**Work order:**
Scan the data for "WhatsappSend" and copy the lines it appears in.

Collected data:
****************

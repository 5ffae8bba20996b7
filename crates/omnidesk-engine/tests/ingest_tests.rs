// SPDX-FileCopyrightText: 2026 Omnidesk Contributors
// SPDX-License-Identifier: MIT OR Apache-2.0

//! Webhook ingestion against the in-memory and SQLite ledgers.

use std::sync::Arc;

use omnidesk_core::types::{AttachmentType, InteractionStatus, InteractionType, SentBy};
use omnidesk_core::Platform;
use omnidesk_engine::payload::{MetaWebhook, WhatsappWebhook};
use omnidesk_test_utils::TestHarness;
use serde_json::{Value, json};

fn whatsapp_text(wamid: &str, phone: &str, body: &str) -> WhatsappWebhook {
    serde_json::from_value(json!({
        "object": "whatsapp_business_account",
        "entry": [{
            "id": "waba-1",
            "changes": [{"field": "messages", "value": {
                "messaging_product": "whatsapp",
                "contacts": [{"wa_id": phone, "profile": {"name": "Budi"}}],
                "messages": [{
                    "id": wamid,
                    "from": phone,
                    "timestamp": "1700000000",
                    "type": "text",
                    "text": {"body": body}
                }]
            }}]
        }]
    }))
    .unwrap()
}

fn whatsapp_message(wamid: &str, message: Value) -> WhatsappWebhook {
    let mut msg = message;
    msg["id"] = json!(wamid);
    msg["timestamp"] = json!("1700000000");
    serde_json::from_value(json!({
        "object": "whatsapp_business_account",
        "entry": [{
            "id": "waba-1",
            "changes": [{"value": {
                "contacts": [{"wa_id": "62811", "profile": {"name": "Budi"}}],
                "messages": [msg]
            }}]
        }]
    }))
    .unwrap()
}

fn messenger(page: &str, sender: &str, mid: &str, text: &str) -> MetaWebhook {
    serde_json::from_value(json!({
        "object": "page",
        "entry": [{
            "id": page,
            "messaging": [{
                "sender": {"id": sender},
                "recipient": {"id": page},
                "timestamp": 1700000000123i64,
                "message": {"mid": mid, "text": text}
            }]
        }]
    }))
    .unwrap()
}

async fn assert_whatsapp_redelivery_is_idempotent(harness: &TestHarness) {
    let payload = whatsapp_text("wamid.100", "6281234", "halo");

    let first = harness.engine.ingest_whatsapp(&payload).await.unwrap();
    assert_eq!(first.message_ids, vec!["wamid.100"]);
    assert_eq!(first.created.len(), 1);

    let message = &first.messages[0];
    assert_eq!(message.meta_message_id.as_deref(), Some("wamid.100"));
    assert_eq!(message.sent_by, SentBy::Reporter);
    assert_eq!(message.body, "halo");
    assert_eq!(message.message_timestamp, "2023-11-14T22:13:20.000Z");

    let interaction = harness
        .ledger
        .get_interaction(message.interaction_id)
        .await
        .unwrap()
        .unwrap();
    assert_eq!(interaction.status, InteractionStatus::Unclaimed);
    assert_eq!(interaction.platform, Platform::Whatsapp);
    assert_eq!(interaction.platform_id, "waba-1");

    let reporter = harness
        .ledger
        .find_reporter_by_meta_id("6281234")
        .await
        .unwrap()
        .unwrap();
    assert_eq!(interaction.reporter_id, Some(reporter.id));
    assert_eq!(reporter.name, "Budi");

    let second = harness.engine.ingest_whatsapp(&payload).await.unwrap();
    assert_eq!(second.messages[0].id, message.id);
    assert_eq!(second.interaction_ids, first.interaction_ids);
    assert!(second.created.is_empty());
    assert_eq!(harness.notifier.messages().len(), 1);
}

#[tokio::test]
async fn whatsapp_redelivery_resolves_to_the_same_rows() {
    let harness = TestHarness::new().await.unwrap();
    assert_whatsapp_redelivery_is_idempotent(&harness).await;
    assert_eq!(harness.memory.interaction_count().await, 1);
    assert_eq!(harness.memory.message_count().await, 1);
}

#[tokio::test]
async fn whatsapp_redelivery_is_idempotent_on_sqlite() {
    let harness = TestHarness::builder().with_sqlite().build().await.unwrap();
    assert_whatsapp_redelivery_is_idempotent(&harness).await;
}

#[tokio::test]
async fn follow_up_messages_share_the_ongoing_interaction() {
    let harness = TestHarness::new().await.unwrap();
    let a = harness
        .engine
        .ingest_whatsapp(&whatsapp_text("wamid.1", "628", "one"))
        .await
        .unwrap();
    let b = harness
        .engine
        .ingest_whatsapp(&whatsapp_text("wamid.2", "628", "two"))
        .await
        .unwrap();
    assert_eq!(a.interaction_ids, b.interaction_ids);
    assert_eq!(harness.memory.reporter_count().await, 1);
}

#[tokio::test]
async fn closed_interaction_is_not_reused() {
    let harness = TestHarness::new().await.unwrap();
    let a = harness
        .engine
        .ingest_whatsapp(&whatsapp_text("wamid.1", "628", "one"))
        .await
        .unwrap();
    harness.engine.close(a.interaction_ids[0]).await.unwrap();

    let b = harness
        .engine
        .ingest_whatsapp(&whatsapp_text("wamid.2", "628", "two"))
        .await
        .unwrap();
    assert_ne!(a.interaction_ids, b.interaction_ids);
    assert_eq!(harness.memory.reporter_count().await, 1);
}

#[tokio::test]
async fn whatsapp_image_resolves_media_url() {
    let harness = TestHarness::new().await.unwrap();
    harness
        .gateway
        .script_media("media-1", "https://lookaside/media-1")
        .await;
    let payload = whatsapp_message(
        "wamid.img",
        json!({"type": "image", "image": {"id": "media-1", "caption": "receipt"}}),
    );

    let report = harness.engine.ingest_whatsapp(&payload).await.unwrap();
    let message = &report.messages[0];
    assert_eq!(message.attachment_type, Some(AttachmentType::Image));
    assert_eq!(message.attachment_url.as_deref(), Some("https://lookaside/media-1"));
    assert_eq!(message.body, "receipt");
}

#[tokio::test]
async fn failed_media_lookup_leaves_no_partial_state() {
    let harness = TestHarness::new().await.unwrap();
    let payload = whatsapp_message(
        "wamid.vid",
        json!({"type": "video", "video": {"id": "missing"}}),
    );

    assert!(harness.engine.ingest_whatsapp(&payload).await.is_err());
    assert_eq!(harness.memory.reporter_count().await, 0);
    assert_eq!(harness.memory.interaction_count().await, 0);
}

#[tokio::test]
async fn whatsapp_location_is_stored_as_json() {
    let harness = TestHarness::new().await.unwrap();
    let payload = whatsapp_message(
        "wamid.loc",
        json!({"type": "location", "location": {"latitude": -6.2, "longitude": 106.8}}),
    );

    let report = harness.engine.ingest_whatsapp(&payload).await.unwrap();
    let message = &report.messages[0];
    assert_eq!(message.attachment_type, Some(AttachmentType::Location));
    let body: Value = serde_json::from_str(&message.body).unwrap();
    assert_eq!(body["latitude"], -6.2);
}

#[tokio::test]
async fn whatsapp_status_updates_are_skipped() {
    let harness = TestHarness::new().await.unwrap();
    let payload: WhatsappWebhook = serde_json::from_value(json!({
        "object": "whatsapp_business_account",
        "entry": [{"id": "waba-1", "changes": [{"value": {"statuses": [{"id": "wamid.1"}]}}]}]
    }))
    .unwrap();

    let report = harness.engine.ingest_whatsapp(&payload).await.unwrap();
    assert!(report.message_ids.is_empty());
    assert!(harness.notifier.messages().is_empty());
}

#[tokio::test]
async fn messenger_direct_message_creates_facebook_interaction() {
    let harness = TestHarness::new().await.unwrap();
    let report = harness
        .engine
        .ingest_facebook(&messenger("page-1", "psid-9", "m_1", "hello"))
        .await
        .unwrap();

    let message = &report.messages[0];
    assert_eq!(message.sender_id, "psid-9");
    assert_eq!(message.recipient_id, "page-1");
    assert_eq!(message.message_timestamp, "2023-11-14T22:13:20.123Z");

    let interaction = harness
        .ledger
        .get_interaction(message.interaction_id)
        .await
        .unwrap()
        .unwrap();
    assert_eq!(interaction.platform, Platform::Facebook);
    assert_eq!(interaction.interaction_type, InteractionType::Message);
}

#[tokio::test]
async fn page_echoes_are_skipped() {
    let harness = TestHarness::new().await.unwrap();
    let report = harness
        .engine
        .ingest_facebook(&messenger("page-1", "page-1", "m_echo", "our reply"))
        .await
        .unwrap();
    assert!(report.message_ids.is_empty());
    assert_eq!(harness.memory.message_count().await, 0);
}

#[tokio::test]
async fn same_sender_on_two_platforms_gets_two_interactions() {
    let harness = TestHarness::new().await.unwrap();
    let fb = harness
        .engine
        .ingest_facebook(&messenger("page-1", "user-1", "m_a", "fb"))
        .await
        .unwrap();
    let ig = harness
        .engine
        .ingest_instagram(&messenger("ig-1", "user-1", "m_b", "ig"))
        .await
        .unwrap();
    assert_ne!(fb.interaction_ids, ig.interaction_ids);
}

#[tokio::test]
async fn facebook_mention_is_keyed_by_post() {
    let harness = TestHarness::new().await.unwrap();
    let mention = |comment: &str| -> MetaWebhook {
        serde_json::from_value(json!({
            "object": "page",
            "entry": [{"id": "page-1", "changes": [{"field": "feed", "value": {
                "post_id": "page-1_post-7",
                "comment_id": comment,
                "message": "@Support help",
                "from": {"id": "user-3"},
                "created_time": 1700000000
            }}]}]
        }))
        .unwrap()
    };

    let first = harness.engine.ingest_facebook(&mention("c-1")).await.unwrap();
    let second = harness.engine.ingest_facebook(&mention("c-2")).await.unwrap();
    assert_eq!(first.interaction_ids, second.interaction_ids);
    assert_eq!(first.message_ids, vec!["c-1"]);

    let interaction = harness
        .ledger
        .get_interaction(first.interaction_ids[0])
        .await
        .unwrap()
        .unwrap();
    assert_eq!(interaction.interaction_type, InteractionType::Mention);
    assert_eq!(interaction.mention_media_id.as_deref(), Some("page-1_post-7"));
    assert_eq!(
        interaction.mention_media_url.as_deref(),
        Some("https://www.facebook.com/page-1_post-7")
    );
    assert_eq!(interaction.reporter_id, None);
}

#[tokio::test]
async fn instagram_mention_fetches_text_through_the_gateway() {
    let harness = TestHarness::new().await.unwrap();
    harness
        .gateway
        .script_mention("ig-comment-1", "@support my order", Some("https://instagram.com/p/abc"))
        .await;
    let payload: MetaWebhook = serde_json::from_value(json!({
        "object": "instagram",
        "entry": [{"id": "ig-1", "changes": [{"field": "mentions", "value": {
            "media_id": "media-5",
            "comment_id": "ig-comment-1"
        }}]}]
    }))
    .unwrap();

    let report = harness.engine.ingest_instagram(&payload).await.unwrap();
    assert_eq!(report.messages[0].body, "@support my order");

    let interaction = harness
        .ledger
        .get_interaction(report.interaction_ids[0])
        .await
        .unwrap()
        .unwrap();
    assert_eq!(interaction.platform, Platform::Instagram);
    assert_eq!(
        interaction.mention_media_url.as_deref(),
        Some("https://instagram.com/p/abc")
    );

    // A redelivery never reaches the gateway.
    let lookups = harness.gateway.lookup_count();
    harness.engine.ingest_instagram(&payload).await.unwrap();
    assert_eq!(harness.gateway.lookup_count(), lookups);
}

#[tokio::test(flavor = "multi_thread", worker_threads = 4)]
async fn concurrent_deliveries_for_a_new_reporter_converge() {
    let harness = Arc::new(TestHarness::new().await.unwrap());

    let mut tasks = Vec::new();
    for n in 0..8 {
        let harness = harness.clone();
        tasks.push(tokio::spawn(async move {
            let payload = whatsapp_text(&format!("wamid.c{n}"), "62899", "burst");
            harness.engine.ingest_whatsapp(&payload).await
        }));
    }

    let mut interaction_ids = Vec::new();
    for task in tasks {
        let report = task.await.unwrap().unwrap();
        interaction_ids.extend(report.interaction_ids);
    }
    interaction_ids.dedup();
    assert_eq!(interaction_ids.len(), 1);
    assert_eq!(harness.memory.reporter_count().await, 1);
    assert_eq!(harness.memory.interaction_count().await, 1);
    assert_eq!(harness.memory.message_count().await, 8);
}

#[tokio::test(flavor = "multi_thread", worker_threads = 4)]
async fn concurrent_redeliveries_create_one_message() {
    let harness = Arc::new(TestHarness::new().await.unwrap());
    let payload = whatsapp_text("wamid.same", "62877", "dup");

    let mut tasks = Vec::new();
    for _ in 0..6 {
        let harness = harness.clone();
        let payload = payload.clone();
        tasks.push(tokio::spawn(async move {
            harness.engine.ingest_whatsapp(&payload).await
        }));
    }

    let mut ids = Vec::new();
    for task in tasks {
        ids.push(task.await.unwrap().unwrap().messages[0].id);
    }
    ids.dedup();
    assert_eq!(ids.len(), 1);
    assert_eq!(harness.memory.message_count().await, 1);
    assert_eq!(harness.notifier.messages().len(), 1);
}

****************

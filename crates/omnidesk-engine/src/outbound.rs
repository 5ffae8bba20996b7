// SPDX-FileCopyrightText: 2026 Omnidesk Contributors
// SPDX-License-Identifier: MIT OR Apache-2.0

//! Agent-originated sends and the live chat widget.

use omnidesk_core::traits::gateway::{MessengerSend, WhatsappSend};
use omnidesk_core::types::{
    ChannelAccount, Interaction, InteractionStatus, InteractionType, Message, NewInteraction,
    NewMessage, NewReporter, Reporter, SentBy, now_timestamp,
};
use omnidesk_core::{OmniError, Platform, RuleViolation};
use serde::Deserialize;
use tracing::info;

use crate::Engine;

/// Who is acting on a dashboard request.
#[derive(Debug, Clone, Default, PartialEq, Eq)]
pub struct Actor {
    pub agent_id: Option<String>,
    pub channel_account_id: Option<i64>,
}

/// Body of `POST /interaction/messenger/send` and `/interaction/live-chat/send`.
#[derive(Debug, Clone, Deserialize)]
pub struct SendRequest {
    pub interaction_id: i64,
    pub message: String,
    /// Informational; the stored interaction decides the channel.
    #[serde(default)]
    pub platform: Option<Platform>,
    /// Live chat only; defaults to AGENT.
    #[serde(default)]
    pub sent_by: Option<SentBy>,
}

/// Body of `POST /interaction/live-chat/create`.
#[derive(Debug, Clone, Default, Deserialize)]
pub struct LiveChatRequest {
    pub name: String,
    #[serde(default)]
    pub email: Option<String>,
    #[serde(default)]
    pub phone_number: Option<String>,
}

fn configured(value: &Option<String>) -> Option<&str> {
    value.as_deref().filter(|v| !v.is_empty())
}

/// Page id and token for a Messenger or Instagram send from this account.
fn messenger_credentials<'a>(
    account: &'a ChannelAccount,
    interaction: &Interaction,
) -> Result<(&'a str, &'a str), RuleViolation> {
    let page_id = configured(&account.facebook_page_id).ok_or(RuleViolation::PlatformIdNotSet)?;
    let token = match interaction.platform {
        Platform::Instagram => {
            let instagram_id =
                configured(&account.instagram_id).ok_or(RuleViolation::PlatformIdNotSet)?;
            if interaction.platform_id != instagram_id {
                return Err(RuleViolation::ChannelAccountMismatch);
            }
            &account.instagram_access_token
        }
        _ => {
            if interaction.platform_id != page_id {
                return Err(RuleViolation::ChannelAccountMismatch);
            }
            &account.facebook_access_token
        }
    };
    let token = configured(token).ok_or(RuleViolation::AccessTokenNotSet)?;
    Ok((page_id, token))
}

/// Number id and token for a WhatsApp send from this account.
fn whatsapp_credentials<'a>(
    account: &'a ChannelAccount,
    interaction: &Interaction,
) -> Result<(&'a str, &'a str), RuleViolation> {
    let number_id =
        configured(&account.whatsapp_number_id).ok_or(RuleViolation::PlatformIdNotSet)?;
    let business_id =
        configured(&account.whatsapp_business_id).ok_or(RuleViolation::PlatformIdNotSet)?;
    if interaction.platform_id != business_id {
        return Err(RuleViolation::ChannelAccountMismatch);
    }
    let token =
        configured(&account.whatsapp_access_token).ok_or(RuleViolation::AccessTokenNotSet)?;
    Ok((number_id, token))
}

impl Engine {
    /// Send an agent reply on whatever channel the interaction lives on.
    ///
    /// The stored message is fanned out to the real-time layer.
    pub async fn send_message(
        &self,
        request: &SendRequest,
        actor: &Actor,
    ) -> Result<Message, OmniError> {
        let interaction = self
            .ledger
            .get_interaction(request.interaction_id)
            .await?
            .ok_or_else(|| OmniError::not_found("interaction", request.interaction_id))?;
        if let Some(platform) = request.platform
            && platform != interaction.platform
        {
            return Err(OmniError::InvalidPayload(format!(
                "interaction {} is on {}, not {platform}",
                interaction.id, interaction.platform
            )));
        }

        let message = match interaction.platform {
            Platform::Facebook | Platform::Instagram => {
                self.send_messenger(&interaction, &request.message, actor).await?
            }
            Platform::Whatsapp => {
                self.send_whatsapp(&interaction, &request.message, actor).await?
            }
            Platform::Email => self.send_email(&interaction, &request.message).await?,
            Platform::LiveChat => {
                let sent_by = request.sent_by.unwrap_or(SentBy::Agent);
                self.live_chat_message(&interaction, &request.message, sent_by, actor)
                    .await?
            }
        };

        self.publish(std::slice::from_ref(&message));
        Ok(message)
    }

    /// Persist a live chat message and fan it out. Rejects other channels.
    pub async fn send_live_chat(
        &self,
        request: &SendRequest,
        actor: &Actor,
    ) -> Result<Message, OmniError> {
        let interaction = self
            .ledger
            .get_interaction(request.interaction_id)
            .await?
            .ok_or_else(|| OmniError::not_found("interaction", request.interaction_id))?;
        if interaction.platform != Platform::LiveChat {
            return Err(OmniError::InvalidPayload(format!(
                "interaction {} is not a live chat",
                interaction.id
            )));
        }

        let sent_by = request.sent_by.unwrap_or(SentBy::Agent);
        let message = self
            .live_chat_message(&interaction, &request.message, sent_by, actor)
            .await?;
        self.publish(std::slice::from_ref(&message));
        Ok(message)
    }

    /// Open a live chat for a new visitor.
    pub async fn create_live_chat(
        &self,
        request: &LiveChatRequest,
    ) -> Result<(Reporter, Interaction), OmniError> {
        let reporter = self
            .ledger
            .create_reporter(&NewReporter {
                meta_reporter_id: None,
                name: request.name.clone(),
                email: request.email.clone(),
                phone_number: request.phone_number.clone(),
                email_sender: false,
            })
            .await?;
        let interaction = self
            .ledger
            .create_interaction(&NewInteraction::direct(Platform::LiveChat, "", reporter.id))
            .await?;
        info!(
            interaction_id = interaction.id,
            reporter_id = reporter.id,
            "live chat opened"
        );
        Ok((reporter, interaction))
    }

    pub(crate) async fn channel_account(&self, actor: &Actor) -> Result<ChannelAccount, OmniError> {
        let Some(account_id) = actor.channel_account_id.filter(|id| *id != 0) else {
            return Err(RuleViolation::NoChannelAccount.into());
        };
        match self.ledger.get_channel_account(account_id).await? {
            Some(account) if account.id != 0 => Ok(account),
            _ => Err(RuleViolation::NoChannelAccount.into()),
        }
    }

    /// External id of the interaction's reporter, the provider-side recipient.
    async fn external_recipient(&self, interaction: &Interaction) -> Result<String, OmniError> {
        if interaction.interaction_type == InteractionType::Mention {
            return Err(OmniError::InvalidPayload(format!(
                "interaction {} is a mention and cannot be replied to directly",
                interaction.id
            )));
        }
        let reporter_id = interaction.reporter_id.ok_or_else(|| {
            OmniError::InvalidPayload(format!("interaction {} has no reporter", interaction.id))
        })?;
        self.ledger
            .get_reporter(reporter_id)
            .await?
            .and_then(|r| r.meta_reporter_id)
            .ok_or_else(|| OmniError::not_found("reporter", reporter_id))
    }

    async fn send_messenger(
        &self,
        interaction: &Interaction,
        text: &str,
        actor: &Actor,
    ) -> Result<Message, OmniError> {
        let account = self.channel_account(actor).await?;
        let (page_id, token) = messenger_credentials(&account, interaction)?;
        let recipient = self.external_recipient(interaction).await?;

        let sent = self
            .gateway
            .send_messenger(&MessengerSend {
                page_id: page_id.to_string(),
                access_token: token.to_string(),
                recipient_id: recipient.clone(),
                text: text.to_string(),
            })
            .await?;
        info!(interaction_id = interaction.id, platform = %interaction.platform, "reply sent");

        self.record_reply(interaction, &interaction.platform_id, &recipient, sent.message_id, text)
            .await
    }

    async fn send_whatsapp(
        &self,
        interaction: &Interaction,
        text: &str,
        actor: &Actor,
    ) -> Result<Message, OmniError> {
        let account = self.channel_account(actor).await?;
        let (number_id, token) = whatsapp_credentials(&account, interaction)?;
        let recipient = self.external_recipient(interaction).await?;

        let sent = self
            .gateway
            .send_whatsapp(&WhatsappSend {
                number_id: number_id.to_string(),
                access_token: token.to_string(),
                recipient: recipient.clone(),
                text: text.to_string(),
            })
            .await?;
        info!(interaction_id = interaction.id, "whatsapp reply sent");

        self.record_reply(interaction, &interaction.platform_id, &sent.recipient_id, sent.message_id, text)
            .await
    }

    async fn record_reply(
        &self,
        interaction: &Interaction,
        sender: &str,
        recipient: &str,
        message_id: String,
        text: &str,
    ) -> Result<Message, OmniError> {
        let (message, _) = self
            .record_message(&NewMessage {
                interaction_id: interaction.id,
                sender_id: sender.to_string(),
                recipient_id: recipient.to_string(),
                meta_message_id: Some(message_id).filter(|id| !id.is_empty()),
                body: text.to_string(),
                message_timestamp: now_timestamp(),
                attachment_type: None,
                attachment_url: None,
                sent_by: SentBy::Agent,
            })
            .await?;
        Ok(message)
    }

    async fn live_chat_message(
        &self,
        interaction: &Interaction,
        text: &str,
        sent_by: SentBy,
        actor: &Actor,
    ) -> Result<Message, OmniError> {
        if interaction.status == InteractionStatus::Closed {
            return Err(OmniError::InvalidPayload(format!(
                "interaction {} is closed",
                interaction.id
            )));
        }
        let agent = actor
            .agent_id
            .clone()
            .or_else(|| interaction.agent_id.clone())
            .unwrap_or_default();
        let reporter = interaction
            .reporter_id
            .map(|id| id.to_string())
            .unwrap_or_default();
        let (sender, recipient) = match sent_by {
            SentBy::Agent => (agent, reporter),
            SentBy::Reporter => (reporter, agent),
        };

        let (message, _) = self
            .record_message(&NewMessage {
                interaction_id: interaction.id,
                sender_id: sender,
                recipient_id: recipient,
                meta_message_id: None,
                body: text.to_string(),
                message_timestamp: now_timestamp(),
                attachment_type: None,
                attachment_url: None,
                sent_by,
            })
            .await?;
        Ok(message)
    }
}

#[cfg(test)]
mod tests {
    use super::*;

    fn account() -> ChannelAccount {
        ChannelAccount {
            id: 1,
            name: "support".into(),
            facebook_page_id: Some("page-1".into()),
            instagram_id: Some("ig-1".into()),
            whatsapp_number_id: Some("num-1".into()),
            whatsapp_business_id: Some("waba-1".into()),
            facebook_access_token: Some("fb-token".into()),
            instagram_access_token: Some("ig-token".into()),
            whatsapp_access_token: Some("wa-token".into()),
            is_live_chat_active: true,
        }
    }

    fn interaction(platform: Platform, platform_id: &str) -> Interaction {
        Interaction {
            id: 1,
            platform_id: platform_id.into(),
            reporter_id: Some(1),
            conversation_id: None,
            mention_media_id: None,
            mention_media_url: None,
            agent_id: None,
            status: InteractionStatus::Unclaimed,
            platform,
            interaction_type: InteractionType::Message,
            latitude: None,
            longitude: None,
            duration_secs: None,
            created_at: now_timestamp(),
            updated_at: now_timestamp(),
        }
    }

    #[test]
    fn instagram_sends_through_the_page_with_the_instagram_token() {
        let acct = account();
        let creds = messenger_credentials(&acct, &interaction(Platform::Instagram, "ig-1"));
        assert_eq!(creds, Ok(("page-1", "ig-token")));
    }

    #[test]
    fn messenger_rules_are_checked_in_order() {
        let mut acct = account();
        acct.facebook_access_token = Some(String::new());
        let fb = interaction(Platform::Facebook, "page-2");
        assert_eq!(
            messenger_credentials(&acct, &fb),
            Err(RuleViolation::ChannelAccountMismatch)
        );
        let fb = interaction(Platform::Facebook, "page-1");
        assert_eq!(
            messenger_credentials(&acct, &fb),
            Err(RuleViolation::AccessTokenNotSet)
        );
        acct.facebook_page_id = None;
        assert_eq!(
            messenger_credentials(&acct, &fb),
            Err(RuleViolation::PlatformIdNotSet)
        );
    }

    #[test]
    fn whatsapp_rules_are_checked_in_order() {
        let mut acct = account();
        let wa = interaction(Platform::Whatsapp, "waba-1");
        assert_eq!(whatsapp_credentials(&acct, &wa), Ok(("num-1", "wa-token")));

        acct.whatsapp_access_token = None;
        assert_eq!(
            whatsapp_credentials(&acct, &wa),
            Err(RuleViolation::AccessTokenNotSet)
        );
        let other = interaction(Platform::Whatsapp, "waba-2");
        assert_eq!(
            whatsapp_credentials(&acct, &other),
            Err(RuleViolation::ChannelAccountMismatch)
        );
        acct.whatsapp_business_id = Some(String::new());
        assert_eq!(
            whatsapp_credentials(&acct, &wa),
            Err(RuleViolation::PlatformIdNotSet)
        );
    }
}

****************

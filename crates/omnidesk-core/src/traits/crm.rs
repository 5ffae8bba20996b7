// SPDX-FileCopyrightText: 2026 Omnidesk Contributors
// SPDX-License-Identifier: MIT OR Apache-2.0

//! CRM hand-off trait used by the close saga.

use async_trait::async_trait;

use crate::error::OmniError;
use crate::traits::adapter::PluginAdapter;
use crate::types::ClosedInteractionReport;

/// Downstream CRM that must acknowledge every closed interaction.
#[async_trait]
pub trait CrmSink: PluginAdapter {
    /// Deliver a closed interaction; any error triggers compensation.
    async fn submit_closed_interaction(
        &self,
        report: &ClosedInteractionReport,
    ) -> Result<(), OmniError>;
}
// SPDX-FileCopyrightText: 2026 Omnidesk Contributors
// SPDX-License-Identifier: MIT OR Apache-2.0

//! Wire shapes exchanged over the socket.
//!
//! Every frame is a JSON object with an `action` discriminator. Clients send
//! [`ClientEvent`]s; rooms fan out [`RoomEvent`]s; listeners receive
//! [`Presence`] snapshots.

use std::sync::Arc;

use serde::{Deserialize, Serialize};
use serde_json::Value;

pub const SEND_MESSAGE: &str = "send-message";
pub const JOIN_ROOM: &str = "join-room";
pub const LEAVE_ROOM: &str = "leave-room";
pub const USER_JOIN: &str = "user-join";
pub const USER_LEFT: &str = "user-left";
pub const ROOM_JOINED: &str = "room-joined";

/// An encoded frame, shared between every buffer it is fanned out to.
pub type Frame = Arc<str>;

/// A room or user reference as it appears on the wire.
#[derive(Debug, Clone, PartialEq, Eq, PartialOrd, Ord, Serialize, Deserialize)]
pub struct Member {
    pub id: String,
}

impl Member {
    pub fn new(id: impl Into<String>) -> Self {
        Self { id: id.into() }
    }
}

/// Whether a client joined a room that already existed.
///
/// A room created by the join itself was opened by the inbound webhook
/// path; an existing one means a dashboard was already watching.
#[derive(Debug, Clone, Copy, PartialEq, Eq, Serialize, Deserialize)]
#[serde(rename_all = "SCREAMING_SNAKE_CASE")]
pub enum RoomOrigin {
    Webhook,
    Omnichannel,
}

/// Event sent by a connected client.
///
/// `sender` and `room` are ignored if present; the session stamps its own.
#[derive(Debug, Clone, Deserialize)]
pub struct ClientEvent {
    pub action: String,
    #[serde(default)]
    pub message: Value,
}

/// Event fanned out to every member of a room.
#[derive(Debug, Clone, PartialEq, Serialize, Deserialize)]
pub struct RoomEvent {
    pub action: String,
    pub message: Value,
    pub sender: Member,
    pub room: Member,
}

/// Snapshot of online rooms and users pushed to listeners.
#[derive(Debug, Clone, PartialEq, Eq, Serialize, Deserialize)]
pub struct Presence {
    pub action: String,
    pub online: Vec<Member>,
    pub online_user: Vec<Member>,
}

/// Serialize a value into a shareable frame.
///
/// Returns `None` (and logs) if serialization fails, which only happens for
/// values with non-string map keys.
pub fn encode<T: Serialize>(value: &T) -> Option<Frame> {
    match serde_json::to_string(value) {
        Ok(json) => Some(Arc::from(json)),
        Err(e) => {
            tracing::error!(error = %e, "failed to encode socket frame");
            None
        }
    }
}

****************

**Response below:**
use omnidesk_core::traits::gateway::{MessengerSend, WhatsappSend};
            .send_whatsapp(&WhatsappSend {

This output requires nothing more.